Lawrence Haddad, Executive Director of GAIN and ST4N co-convenor, said the immediate impact of the pandemic on young children’s lives has turned back the nutrition clock by at least ten years.
He added that it also threatens to shape a child’s forward trajectory, making them less likely to survive the next illness, less likely to do well in school and more likely to live in poverty as adults.
“The widespread economic downturn has meant that the poorest have become even poorer and the number of people struggling to access nutritious food is increasing every day. This is absolutely avoidable: we have the tools and solutions. Now we need bold investment and action. It’s time to make nutrition action a part of every COVID-19 response,” he said.
Dr. Saskia Osendarp, Executive Director of Micronutrient Forum and ST4N co-convenor, said the findings of the ST4N consortium clearly shows that an unprecedented nutrition crisis is looming, even more so with the COVID-19 pandemic accelerating in many low- and middle-income countries.
According to Osendarp , an additional 13.6 million children are at risk of becoming acutely malnourished, and 3.6 million more children may be stunted in 2022.
“This will have an everlasting impact on their lives, their families and their countries, and like in any crisis, women and children are disproportionally affected. The futures of an entire generation are in jeopardy. COVID-19 response needs to build resilience and nutrition or may face an additional 44 billion US$ in economic productivity losses due to these additional cases of child malnutrition. There are solutions to correct the course – let’s stand together for nutrition.”

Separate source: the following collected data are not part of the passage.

//! Error types for the distributed hierarchical SVD.

use thiserror::Error;

/// Failure modes of [`crate::hsvd`] and its front-door wrappers.
///
/// Only the fatal kinds are represented here (input-shape/type and
/// scheduling-infeasible). The precision-clamped diagnostic and the
/// all-noise degenerate case are handled in-band and never surface as an
/// `Err`; transport failures are propagated from the `mpi` crate as-is
/// rather than wrapped, since they terminate the SPMD job regardless of
/// how they are reported.
#[derive(Debug, Error)]
pub enum HsvdError {
    /// `A` is not rank-2, has an unsupported element type, or a supplied
    /// rank/tolerance parameter is non-positive or internally inconsistent.
    #[error("invalid input: {0}")]
    InvalidInput(String),

    /// `maxmergedim` cannot admit even a single two-child merge given
    /// `maxrank` and `safetyshift`.
    #[error("infeasible merge schedule: {0}")]
    Scheduling(String),
}

/// Convenience alias used throughout the crate.
pub type HsvdResult<T> = Result<T, HsvdError>;
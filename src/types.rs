//! Shared type aliases and scalar bound used throughout the crate.

use mpi::datatype::Equivalence;
use num::{Float, NumCast};
use rlst::prelude::*;

/// Scalar bound satisfied by `f32` and `f64`: real-valued, usable as an
/// `rlst` array element, and directly sendable/receivable over MPI.
pub trait RealScalar: RlstScalar<Real = Self> + Float + Equivalence + Default + 'static {}

impl<T> RealScalar for T where T: RlstScalar<Real = T> + Float + Equivalence + Default + 'static {}

/// A dense local matrix, column-major, backed by `rlst`'s default container.
pub type RMat<T> = DynamicArray<T, 2>;

/// Per-dtype noise floor below which a singular value is treated as
/// numerical zero.
pub fn noise_floor<T: RealScalar>() -> T {
    // f64 gets 1e-14, f32 gets 1e-7; distinguished by epsilon since `T` is
    // generic over both at this point in the call graph.
    if T::epsilon() < T::from(1e-10).unwrap() {
        T::from(1e-14).unwrap()
    } else {
        T::from(1e-7).unwrap()
    }
}

#[cfg(test)]
mod tests {
    use super::*;

    #[test]
    fn noise_floor_is_per_dtype() {
        assert!((noise_floor::<f64>() - 1e-14).abs() < 1e-20);
        assert!((noise_floor::<f32>() - 1e-7).abs() < 1e-10);
    }
}
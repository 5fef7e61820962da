//! `LocalTruncator`: a single node's truncated SVD, with noise floor,
//! optional absolute tolerance, rank cap, and safety shift.

use crate::linalg;
use crate::types::{noise_floor, RMat, RealScalar};

/// Result of one local truncation. `e_squared` is reported at the *base*
/// rank `k_star`, before `safetyshift` widens the returned factor — the
/// returned `u`/`sigma` carry `k_ret = min(c, k_star + safetyshift)`
/// columns, so callers that need the base rank separately (the final
/// level, slicing the survivor) should keep both fields rather than
/// recovering `k_star` from `u.shape()[1]`.
pub struct LocalTruncation<T: RealScalar> {
    pub u: RMat<T>,
    pub sigma: Vec<T>,
    pub e_squared: T,
    /// Base rank `k_star` the error estimate was measured at.
    pub k_star: usize,
    /// Set when the ideal-tolerance rank was clamped down by `maxrank`.
    pub precision_clamped: bool,
}

/// Computes a truncated local SVD of `m`.
pub struct LocalTruncator;

impl LocalTruncator {
    /// `level`/`proc_id` are only used to label the precision-clamped
    /// diagnostic; they do not affect the computation. The diagnostic
    /// itself is suppressed when `warnings_off` is set.
    pub fn truncate<T: RealScalar>(
        level: usize,
        proc_id: i32,
        m: &RMat<T>,
        maxrank: usize,
        loctol: Option<T>,
        safetyshift: usize,
        warnings_off: bool,
    ) -> LocalTruncation<T>
    where
        RMat<T>: rlst::prelude::MatrixSvd<Item = T>,
    {
        let (u_f, sigma_f) = linalg::thin_svd(m);
        let c = sigma_f.len();
        let eps = noise_floor::<T>();

        let no_noise_idx = sigma_f.iter().rposition(|&s| s >= eps);

        let Some(last_signal) = no_noise_idx else {
            // All singular values are noise: degenerate factor.
            let e_squared = linalg::tail_norm_sq(&sigma_f, 0);
            let rows = m.shape()[0];
            return LocalTruncation {
                u: linalg::zeros(rows, 1),
                sigma: vec![T::zero()],
                e_squared,
                k_star: 0,
                precision_clamped: false,
            };
        };
        let k_noise = last_signal + 1;

        let k_tol = loctol.map(|tol| {
            let tol_sq = tol * tol;
            (0..=c)
                .find(|&k| linalg::tail_norm_sq(&sigma_f, k) < tol_sq)
                .unwrap_or(c)
        });

        let k_max = maxrank;
        let k_star = match k_tol {
            Some(k_tol) => k_noise.min(k_max).min(k_tol),
            None => k_noise.min(k_max),
        };

        let precision_clamped = match k_tol {
            Some(k_tol) => k_star < k_tol && k_star == k_max,
            None => false,
        };
        if precision_clamped && !warnings_off {
            log::warn!(
                "hsvd (level {level}, process {proc_id}): abs tol requires truncation to rank \
                 {k_tol}, but maxrank={maxrank}. Loss of desired precision (rtol) very likely!",
                k_tol = k_tol.unwrap(),
            );
        }

        let k_ret = c.min(k_star + safetyshift);
        let e_squared = linalg::tail_norm_sq(&sigma_f, k_star);

        LocalTruncation {
            u: slice_cols(&u_f, k_ret),
            sigma: sigma_f[..k_ret].to_vec(),
            e_squared,
            k_star,
            precision_clamped,
        }
    }
}

/// First `k` columns of `m`.
fn slice_cols<T: RealScalar>(m: &RMat<T>, k: usize) -> RMat<T> {
    let rows = m.shape()[0];
    let mut out = linalg::zeros(rows, k);
    for (dst, src) in out.col_iter_mut().zip(m.col_iter().take(k)) {
        dst.fill_from(src.view());
    }
    out
}

#[cfg(test)]
mod tests {
    use super::*;
    use rlst::prelude::*;

    fn identity(n: usize) -> RMat<f64> {
        let mut m = rlst_dynamic_array2!(f64, [n, n]);
        for i in 0..n {
            *m.get_mut([i, i]).unwrap() = 1.0;
        }
        m
    }

    #[test]
    fn identity_keeps_all_unit_singular_values() {
        let m = identity(8);
        let result = LocalTruncator::truncate(0, 0, &m, 8, None, 0, false);
        assert_eq!(result.sigma.len(), 8);
        for s in &result.sigma {
            assert!((*s - 1.0).abs() < 1e-12);
        }
        assert_eq!(result.e_squared, 0.0);
    }

    #[test]
    fn rank_cap_reports_tail_at_base_rank_not_safetyshifted_rank() {
        let m = identity(8);
        let result = LocalTruncator::truncate(0, 0, &m, 4, None, 2, false);
        // returned factor is widened by safetyshift...
        assert_eq!(result.u.shape()[1], 6);
        assert_eq!(result.k_star, 4);
        // ...but the error is the tail at k_star=4, i.e. 4 unit singular values.
        assert!((result.e_squared - 4.0).abs() < 1e-12);
    }

    #[test]
    fn all_noise_matrix_is_degenerate() {
        let mut m = rlst_dynamic_array2!(f64, [4, 4]);
        for v in m.data_mut().iter_mut() {
            *v = 1e-20;
        }
        let result = LocalTruncator::truncate(0, 0, &m, 4, None, 0, false);
        assert_eq!(result.u.shape()[1], 1);
        assert_eq!(result.sigma, vec![0.0]);
    }
}
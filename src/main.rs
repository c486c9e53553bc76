use anyhow::Context;
use keyholder::{
    api::start_api_server,
    config::ObservabilityConfig,
    observability::{init_observability, log_config_info},
    sidecar::{build_election, build_fetcher, build_store, Sidecar},
    Config, APP_NAME, VERSION,
};
use tokio::signal;
use tokio_util::sync::CancellationToken;
use tracing::{error, info};

#[tokio::main]
async fn main() -> anyhow::Result<()> {
    // Load .env file if it exists (optional - won't fail if missing)
    // This must happen before any config is read from environment
    if let Err(e) = dotenvy::dotenv() {
        if !e.not_found() {
            eprintln!("Warning: Error loading .env file: {}", e);
        }
    }

    let config = match Config::from_env() {
        Ok(config) => config,
        Err(e) => {
            // Logging is not configured yet; use defaults so the failure is visible.
            let _ = init_observability(&ObservabilityConfig::default());
            error!(error = %e, "Invalid configuration");
            return Err(e.into());
        }
    };

    init_observability(&config.observability).context("initializing observability")?;
    info!(app_name = APP_NAME, version = VERSION, "Starting keyholder sidecar");
    log_config_info(&config);

    let fetcher = build_fetcher(&config.publisher)?;
    let store = build_store(&config.publisher).await?;
    let mut sidecar = Sidecar::start(&config, fetcher, store).context("starting sidecar")?;
    match build_election(&config.leadership).await {
        Ok(Some(election)) => sidecar.attach_lease(election),
        Ok(None) => {}
        Err(e) => {
            sidecar.shutdown().await?;
            return Err(anyhow::Error::from(e).context("joining lease election"));
        }
    }

    let shutdown = CancellationToken::new();
    let api_shutdown = shutdown.clone();
    let mut api = tokio::spawn(start_api_server(config.api.clone(), sidecar.api_state(), async move {
        api_shutdown.cancelled().await
    }));

    let api_failed = tokio::select! {
        _ = shutdown_signal() => {
            info!("Shutdown signal received");
            false
        }
        joined = &mut api => {
            if let Err(e) = api_result(joined) {
                error!(error = %e, "HTTP API server exited");
            }
            true
        }
    };

    shutdown.cancel();
    if !api_failed {
        if let Err(e) = api_result(api.await) {
            error!(error = %e, "HTTP API server did not shut down cleanly");
        }
    }
    sidecar.shutdown().await?;

    if api_failed {
        anyhow::bail!("HTTP API server exited unexpectedly");
    }
    info!("keyholder stopped");
    Ok(())
}

fn api_result(
    joined: Result<keyholder::Result<()>, tokio::task::JoinError>,
) -> anyhow::Result<()> {
    joined.context("API server task panicked")?.map_err(Into::into)
}

async fn shutdown_signal() {
    let ctrl_c = async {
        if let Err(e) = signal::ctrl_c().await {
            error!(error = %e, "Failed to listen for Ctrl-C");
            std::future::pending::<()>().await;
        }
    };

    #[cfg(unix)]
    let terminate = async {
        match signal::unix::signal(signal::unix::SignalKind::terminate()) {
            Ok(mut sigterm) => {
                sigterm.recv().await;
            }
            Err(e) => {
                error!(error = %e, "Failed to listen for SIGTERM");
                std::future::pending::<()>().await;
            }
        }
    };

    #[cfg(not(unix))]
    let terminate = std::future::pending::<()>();

    tokio::select! {
        _ = ctrl_c => {},
        _ = terminate => {},
    }
}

The research said a decade of hard-won gains in the global fight against malnutrition will be lost – and economic productivity losses estimated at $44.3 billion- for failure fail to address the looming malnutrition crisis around the world.
“Spending projections suggest official development assistance for nutrition-relevant sectors will not return to 2019 levels until 2030, at the earliest. And even then, it will not be enough,” the research says.
The ST4N research contains concrete recommendations for action by different stakeholders, including governments, donors, civil society, to improve access to nutrition and greater gender equality.